START Input records

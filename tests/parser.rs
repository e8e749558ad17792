#[cfg(test)]
mod parser_tests {
    use fox::ast_printer::AstPrinter;
    use fox::error::Diagnostics;
    use fox::expr::{Expr, LiteralValue};
    use fox::parser::Parser;
    use fox::scanner::scan;
    use fox::stmt::Stmt;

    fn parse_program(source: &str) -> (Vec<Stmt>, Diagnostics) {
        let mut diagnostics = Diagnostics::new();
        let tokens = scan(source, &mut diagnostics);
        let statements = Parser::new(&tokens).parse(&mut diagnostics);
        (statements, diagnostics)
    }

    fn print_expression(source: &str) -> String {
        let mut diagnostics = Diagnostics::new();
        let tokens = scan(source, &mut diagnostics);
        let expr = Parser::new(&tokens)
            .parse_expression(&mut diagnostics)
            .expect("expression should parse");
        assert!(!diagnostics.has_errors(), "{}", diagnostics);
        AstPrinter::print(&expr)
    }

    #[test]
    fn test_precedence_and_grouping() {
        assert_eq!(print_expression("1 + 2 * 3"), "(+ 1.0 (* 2.0 3.0))");
        assert_eq!(print_expression("(1 + 2) * 3"), "(* (group (+ 1.0 2.0)) 3.0)");
        assert_eq!(print_expression("-123 * (45.67)"), "(* (- 123.0) (group 45.67))");
        assert_eq!(print_expression("!!true"), "(! (! true))");
        assert_eq!(print_expression("1 < 2 == 3 >= 4"), "(== (< 1.0 2.0) (>= 3.0 4.0))");
    }

    #[test]
    fn test_binary_operators_are_left_associative() {
        assert_eq!(print_expression("1 - 2 - 3"), "(- (- 1.0 2.0) 3.0)");
        assert_eq!(print_expression("8 / 4 / 2"), "(/ (/ 8.0 4.0) 2.0)");
    }

    #[test]
    fn test_logical_and_binds_tighter_than_or() {
        assert_eq!(print_expression("a or b and c"), "(or a (and b c))");
    }

    #[test]
    fn test_assignment_is_right_associative() {
        assert_eq!(print_expression("a = b = 1"), "(= a (= b 1.0))");
        assert_eq!(print_expression("obj.field = 2"), "(= (. obj field) 2.0)");
    }

    #[test]
    fn test_calls_and_property_access() {
        assert_eq!(print_expression("f(1, x)(2)"), "(call (call f 1.0 x) 2.0)");
        assert_eq!(print_expression("a.b.c()"), "(call (. (. a b) c))");
        assert_eq!(print_expression("\"hello\""), "hello");
        assert_eq!(print_expression("nil"), "nil");
    }

    #[test]
    fn test_expression_must_consume_all_tokens() {
        let mut diagnostics = Diagnostics::new();
        let tokens = scan("1 2", &mut diagnostics);
        let expr = Parser::new(&tokens).parse_expression(&mut diagnostics);

        assert!(expr.is_none());
        assert!(diagnostics.to_string().contains("Expected end of expression."));
    }

    #[test]
    fn test_for_desugars_into_while() {
        let (statements, diagnostics) =
            parse_program("for (var i = 0; i < 3; i = i + 1) print i;");
        assert!(!diagnostics.has_errors());
        assert_eq!(statements.len(), 1);

        let Stmt::Block(outer) = &statements[0] else {
            panic!("expected block, got {:?}", statements[0]);
        };
        assert!(matches!(outer[0], Stmt::Var { .. }));

        let Stmt::While { body, .. } = &outer[1] else {
            panic!("expected while, got {:?}", outer[1]);
        };
        let Stmt::Block(inner) = body.as_ref() else {
            panic!("expected block body, got {:?}", body);
        };
        assert!(matches!(inner[0], Stmt::Print(_)));
        assert!(matches!(inner[1], Stmt::Expression(Expr::Assign { .. })));
    }

    #[test]
    fn test_for_without_clauses_loops_on_true() {
        let (statements, diagnostics) = parse_program("for (;;) print 1;");
        assert!(!diagnostics.has_errors());

        match &statements[0] {
            Stmt::While { condition, body } => {
                assert_eq!(*condition, Expr::Literal(LiteralValue::True));
                assert!(matches!(body.as_ref(), Stmt::Print(_)));
            }
            other => panic!("expected bare while, got {:?}", other),
        }
    }

    #[test]
    fn test_class_declaration_with_superclass() {
        let (statements, diagnostics) = parse_program(
            "class B < A { init(x) { this.x = x; } get() { return super.get(); } }",
        );
        assert!(!diagnostics.has_errors(), "{}", diagnostics);

        match &statements[0] {
            Stmt::Class {
                name,
                superclass,
                methods,
            } => {
                assert_eq!(name.lexeme, "B");
                assert!(matches!(superclass, Some(Expr::Variable { name, .. }) if name.lexeme == "A"));
                let names: Vec<&str> = methods.iter().map(|m| m.name.lexeme.as_str()).collect();
                assert_eq!(names, ["init", "get"]);
                assert_eq!(methods[0].params.len(), 1);
            }
            other => panic!("expected class, got {:?}", other),
        }
    }

    #[test]
    fn test_invalid_assignment_target_is_not_fatal() {
        let (statements, diagnostics) = parse_program("1 + 2 = 3; print 4;");

        assert_eq!(diagnostics.len(), 1);
        assert_eq!(
            diagnostics.to_string(),
            "[line 1] Error at '=': Invalid assignment target."
        );
        // Both statements survive: the parser did not resynchronise.
        assert_eq!(statements.len(), 2);
    }

    #[test]
    fn test_error_recovery_reports_every_bad_declaration() {
        let (statements, diagnostics) = parse_program("var = 1;\nprint 2;\nprint ;\nprint 3;");

        let messages: Vec<String> = diagnostics.iter().map(|e| e.to_string()).collect();
        assert_eq!(
            messages,
            [
                "[line 1] Error at '=': Expected variable name.",
                "[line 3] Error at ';': Expected expression.",
            ]
        );
        assert_eq!(statements.len(), 2);
    }

    #[test]
    fn test_missing_semicolon_reported_at_end() {
        let (_, diagnostics) = parse_program("print 1");

        assert_eq!(
            diagnostics.to_string(),
            "[line 1] Error at end: Expected ';' after value."
        );
    }

    #[test]
    fn test_too_many_arguments() {
        let args: Vec<String> = (0..256).map(|i| i.to_string()).collect();
        let source = format!("f({});", args.join(", "));
        let (statements, diagnostics) = parse_program(&source);

        assert_eq!(diagnostics.len(), 1);
        assert!(diagnostics
            .to_string()
            .contains("Can't have more than 255 arguments."));
        assert_eq!(statements.len(), 1);
    }

    #[test]
    fn test_super_requires_method_name() {
        let (_, diagnostics) = parse_program("class A < B { m() { super; } }");

        assert!(diagnostics.to_string().contains("Expected '.' after 'super'."));
    }

    #[test]
    fn test_reference_ids_are_unique() {
        let mut diagnostics = Diagnostics::new();
        let tokens = scan("a = b; c;", &mut diagnostics);
        let mut parser = Parser::with_first_id(&tokens, 10);
        let statements = parser.parse(&mut diagnostics);

        let mut ids = Vec::new();
        for stmt in &statements {
            if let Stmt::Expression(expr) = stmt {
                match expr {
                    Expr::Assign { value, id, .. } => {
                        ids.push(*id);
                        if let Expr::Variable { id, .. } = value.as_ref() {
                            ids.push(*id);
                        }
                    }
                    Expr::Variable { id, .. } => ids.push(*id),
                    _ => {}
                }
            }
        }

        assert_eq!(ids.len(), 3);
        assert!(ids.iter().all(|id| id.0 >= 10));
        ids.sort();
        ids.dedup();
        assert_eq!(ids.len(), 3);
        assert!(ids.iter().all(|id| id.0 < parser.next_id()));
    }
}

END Input records

## What is needed
Every record must be given again exactly as it was written.

## Completed task
filename tests/parser.rs
repository e8e749558ad17792
#[cfg(test)]
mod parser_tests {
    use fox::ast_printer::AstPrinter;
    use fox::error::Diagnostics;
    use fox::expr::{Expr, LiteralValue};
    use fox::parser::Parser;
    use fox::scanner::scan;
    use fox::stmt::Stmt;

    fn parse_program(source: &str) -> (Vec<Stmt>, Diagnostics) {
        let mut diagnostics = Diagnostics::new();
        let tokens = scan(source, &mut diagnostics);
        let statements = Parser::new(&tokens).parse(&mut diagnostics);
        (statements, diagnostics)
    }

    fn print_expression(source: &str) -> String {
        let mut diagnostics = Diagnostics::new();
        let tokens = scan(source, &mut diagnostics);
        let expr = Parser::new(&tokens)
            .parse_expression(&mut diagnostics)
            .expect("expression should parse");
        assert!(!diagnostics.has_errors(), "{}", diagnostics);
        AstPrinter::print(&expr)
    }

    #[test]
    fn test_precedence_and_grouping() {
        assert_eq!(print_expression("1 + 2 * 3"), "(+ 1.0 (* 2.0 3.0))");
        assert_eq!(print_expression("(1 + 2) * 3"), "(* (group (+ 1.0 2.0)) 3.0)");
        assert_eq!(print_expression("-123 * (45.67)"), "(* (- 123.0) (group 45.67))");
        assert_eq!(print_expression("!!true"), "(! (! true))");
        assert_eq!(print_expression("1 < 2 == 3 >= 4"), "(== (< 1.0 2.0) (>= 3.0 4.0))");
    }

    #[test]
    fn test_binary_operators_are_left_associative() {
        assert_eq!(print_expression("1 - 2 - 3"), "(- (- 1.0 2.0) 3.0)");
        assert_eq!(print_expression("8 / 4 / 2"), "(/ (/ 8.0 4.0) 2.0)");
    }

    #[test]
    fn test_logical_and_binds_tighter_than_or() {
        assert_eq!(print_expression("a or b and c"), "(or a (and b c))");
    }

    #[test]
    fn test_assignment_is_right_associative() {
        assert_eq!(print_expression("a = b = 1"), "(= a (= b 1.0))");
        assert_eq!(print_expression("obj.field = 2"), "(= (. obj field) 2.0)");
    }

    #[test]
    fn test_calls_and_property_access() {
        assert_eq!(print_expression("f(1, x)(2)"), "(call (call f 1.0 x) 2.0)");
        assert_eq!(print_expression("a.b.c()"), "(call (. (. a b) c))");
        assert_eq!(print_expression("\"hello\""), "hello");
        assert_eq!(print_expression("nil"), "nil");
    }

    #[test]
    fn test_expression_must_consume_all_tokens() {
        let mut diagnostics = Diagnostics::new();
        let tokens = scan("1 2", &mut diagnostics);
        let expr = Parser::new(&tokens).parse_expression(&mut diagnostics);

        assert!(expr.is_none());
        assert!(diagnostics.to_string().contains("Expected end of expression."));
    }

    #[test]
    fn test_for_desugars_into_while() {
        let (statements, diagnostics) =
            parse_program("for (var i = 0; i < 3; i = i + 1) print i;");
        assert!(!diagnostics.has_errors());
        assert_eq!(statements.len(), 1);

        let Stmt::Block(outer) = &statements[0] else {
            panic!("expected block, got {:?}", statements[0]);
        };
        assert!(matches!(outer[0], Stmt::Var { .. }));

        let Stmt::While { body, .. } = &outer[1] else {
            panic!("expected while, got {:?}", outer[1]);
        };
        let Stmt::Block(inner) = body.as_ref() else {
            panic!("expected block body, got {:?}", body);
        };
        assert!(matches!(inner[0], Stmt::Print(_)));
        assert!(matches!(inner[1], Stmt::Expression(Expr::Assign { .. })));
    }

    #[test]
    fn test_for_without_clauses_loops_on_true() {
        let (statements, diagnostics) = parse_program("for (;;) print 1;");
        assert!(!diagnostics.has_errors());

        match &statements[0] {
            Stmt::While { condition, body } => {
                assert_eq!(*condition, Expr::Literal(LiteralValue::True));
                assert!(matches!(body.as_ref(), Stmt::Print(_)));
            }
            other => panic!("expected bare while, got {:?}", other),
        }
    }

    #[test]
    fn test_class_declaration_with_superclass() {
        let (statements, diagnostics) = parse_program(
            "class B < A { init(x) { this.x = x; } get() { return super.get(); } }",
        );
        assert!(!diagnostics.has_errors(), "{}", diagnostics);

        match &statements[0] {
            Stmt::Class {
                name,
                superclass,
                methods,
            } => {
                assert_eq!(name.lexeme, "B");
                assert!(matches!(superclass, Some(Expr::Variable { name, .. }) if name.lexeme == "A"));
                let names: Vec<&str> = methods.iter().map(|m| m.name.lexeme.as_str()).collect();
                assert_eq!(names, ["init", "get"]);
                assert_eq!(methods[0].params.len(), 1);
            }
            other => panic!("expected class, got {:?}", other),
        }
    }

    #[test]
    fn test_invalid_assignment_target_is_not_fatal() {
        let (statements, diagnostics) = parse_program("1 + 2 = 3; print 4;");

        assert_eq!(diagnostics.len(), 1);
        assert_eq!(
            diagnostics.to_string(),
            "[line 1] Error at '=': Invalid assignment target."
        );
        // Both statements survive: the parser did not resynchronise.
        assert_eq!(statements.len(), 2);
    }

    #[test]
    fn test_error_recovery_reports_every_bad_declaration() {
        let (statements, diagnostics) = parse_program("var = 1;\nprint 2;\nprint ;\nprint 3;");

        let messages: Vec<String> = diagnostics.iter().map(|e| e.to_string()).collect();
        assert_eq!(
            messages,
            [
                "[line 1] Error at '=': Expected variable name.",
                "[line 3] Error at ';': Expected expression.",
            ]
        );
        assert_eq!(statements.len(), 2);
    }

    #[test]
    fn test_missing_semicolon_reported_at_end() {
        let (_, diagnostics) = parse_program("print 1");

        assert_eq!(
            diagnostics.to_string(),
            "[line 1] Error at end: Expected ';' after value."
        );
    }

    #[test]
    fn test_too_many_arguments() {
        let args: Vec<String> = (0..256).map(|i| i.to_string()).collect();
        let source = format!("f({});", args.join(", "));
        let (statements, diagnostics) = parse_program(&source);

        assert_eq!(diagnostics.len(), 1);
        assert!(diagnostics
            .to_string()
            .contains("Can't have more than 255 arguments."));
        assert_eq!(statements.len(), 1);
    }

    #[test]
    fn test_super_requires_method_name() {
        let (_, diagnostics) = parse_program("class A < B { m() { super; } }");

        assert!(diagnostics.to_string().contains("Expected '.' after 'super'."));
    }

    #[test]
    fn test_reference_ids_are_unique() {
        let mut diagnostics = Diagnostics::new();
        let tokens = scan("a = b; c;", &mut diagnostics);
        let mut parser = Parser::with_first_id(&tokens, 10);
        let statements = parser.parse(&mut diagnostics);

        let mut ids = Vec::new();
        for stmt in &statements {
            if let Stmt::Expression(expr) = stmt {
                match expr {
                    Expr::Assign { value, id, .. } => {
                        ids.push(*id);
                        if let Expr::Variable { id, .. } = value.as_ref() {
                            ids.push(*id);
                        }
                    }
                    Expr::Variable { id, .. } => ids.push(*id),
                    _ => {}
                }
            }
        }

        assert_eq!(ids.len(), 3);
        assert!(ids.iter().all(|id| id.0 >= 10));
        ids.sort();
        ids.dedup();
        assert_eq!(ids.len(), 3);
        assert!(ids.iter().all(|id| id.0 < parser.next_id()));
    }
}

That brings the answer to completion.